> [Your instructions]: Go from the first line below to the one with "source application: the" and print each line exactly.

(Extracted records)

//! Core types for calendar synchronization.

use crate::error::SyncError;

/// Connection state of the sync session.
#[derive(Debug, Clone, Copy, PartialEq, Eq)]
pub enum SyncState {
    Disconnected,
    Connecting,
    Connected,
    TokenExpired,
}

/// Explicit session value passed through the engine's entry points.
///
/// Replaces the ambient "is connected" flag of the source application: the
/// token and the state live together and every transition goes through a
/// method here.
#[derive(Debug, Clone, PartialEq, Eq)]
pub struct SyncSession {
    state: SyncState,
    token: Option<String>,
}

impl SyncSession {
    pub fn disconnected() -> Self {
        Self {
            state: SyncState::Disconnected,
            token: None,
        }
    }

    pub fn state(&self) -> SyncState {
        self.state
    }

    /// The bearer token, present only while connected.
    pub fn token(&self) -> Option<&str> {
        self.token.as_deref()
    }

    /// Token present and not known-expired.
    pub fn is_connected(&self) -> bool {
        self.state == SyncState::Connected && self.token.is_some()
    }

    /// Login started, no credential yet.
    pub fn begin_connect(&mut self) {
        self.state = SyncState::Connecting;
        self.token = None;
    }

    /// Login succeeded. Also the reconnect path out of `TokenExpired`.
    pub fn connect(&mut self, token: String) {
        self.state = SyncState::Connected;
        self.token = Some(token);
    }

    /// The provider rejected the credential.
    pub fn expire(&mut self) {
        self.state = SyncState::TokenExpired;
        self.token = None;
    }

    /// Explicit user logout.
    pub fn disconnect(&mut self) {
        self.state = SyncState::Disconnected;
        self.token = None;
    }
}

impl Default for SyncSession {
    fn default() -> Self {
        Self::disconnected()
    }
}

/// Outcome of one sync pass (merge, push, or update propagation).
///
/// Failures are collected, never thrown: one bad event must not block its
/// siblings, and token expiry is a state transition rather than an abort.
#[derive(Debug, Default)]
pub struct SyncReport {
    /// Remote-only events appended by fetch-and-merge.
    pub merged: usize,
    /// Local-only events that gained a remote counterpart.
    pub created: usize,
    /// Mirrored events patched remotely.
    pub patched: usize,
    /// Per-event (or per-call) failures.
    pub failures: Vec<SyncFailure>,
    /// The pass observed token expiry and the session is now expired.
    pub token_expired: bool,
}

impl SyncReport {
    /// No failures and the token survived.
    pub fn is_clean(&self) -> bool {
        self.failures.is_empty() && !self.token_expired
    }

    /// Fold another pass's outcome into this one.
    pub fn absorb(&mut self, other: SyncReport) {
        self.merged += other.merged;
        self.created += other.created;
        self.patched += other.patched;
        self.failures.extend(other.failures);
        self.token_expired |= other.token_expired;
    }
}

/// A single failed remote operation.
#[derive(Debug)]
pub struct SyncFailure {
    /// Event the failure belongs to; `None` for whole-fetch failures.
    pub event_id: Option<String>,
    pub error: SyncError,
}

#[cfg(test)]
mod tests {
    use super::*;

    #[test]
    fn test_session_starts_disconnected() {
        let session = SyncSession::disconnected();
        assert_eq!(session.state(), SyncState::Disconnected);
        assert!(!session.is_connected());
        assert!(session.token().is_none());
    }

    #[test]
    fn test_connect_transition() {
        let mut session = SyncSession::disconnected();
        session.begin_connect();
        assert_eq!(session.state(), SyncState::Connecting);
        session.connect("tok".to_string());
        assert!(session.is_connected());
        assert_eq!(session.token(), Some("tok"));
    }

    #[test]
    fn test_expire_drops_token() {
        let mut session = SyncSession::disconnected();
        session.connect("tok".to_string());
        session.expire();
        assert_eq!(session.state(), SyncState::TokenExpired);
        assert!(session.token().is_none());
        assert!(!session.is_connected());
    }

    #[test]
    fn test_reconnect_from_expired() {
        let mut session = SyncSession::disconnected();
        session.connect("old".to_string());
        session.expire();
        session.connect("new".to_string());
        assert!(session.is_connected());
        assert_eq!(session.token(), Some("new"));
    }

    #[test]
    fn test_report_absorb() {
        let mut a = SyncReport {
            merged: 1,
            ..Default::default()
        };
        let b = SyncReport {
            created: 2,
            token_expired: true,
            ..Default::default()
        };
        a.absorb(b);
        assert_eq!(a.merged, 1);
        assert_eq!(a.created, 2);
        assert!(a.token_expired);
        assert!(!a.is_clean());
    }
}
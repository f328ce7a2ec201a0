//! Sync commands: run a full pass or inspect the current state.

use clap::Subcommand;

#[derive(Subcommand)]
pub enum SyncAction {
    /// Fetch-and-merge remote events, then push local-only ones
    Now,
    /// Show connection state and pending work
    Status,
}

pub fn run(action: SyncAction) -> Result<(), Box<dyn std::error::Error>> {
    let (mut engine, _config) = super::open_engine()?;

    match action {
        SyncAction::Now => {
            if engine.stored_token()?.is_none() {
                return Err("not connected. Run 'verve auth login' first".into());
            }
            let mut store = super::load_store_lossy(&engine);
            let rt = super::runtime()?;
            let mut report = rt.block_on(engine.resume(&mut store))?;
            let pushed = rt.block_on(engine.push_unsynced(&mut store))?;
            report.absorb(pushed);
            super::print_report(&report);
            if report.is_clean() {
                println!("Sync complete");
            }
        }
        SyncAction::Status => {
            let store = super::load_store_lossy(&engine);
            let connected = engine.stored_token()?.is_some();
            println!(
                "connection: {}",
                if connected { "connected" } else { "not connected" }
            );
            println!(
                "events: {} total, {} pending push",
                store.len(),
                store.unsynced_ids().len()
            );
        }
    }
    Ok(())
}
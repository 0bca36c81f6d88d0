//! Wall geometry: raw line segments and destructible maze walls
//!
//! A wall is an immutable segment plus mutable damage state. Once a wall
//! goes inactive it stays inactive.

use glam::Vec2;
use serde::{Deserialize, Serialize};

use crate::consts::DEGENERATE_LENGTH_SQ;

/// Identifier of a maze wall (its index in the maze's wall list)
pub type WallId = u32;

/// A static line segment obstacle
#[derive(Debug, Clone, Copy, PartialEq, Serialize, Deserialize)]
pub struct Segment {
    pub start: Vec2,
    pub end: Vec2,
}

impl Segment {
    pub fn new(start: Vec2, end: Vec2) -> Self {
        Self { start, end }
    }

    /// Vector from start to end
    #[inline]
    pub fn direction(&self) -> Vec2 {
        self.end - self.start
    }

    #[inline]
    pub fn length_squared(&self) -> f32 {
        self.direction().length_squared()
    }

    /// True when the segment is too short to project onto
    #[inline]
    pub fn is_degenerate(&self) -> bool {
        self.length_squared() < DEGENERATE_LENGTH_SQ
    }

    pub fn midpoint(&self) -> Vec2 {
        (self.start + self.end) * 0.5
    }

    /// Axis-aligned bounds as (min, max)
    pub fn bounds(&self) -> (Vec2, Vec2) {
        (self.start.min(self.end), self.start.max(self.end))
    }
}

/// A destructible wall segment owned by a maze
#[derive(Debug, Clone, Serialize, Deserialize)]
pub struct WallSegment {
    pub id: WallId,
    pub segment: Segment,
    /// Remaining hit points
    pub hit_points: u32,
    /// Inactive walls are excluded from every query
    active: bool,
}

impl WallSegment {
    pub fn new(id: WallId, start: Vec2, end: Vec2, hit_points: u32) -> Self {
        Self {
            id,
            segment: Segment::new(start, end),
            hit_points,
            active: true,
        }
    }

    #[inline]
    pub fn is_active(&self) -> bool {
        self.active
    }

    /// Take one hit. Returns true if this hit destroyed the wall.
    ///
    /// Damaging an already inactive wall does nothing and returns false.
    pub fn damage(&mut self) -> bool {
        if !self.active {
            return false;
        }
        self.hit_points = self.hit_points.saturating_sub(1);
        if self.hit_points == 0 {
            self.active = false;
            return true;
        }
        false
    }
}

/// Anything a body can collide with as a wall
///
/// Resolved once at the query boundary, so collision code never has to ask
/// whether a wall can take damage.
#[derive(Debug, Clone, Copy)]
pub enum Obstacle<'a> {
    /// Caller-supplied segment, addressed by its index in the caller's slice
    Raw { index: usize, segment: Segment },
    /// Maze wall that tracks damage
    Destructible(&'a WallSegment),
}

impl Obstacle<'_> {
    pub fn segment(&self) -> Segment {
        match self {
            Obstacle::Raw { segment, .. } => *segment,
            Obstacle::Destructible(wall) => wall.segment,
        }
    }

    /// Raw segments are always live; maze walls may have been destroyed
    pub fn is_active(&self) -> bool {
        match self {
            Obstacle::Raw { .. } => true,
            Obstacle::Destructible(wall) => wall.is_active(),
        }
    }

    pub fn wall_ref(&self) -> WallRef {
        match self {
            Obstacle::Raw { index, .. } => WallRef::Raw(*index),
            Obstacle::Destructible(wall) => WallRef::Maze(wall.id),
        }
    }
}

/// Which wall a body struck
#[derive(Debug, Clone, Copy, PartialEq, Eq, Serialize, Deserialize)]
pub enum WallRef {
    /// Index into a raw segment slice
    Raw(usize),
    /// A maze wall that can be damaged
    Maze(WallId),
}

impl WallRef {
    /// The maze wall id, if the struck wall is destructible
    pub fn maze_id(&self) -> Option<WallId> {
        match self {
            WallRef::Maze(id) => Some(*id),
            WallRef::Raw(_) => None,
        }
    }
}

> [Exercise response]:
//! Core types for calendar synchronization.

use crate::error::SyncError;

/// Connection state of the sync session.
#[derive(Debug, Clone, Copy, PartialEq, Eq)]
pub enum SyncState {
    Disconnected,
    Connecting,
    Connected,
    TokenExpired,
}

/// Explicit session value passed through the engine's entry points.
///
/// Replaces the ambient "is connected" flag of the source application: the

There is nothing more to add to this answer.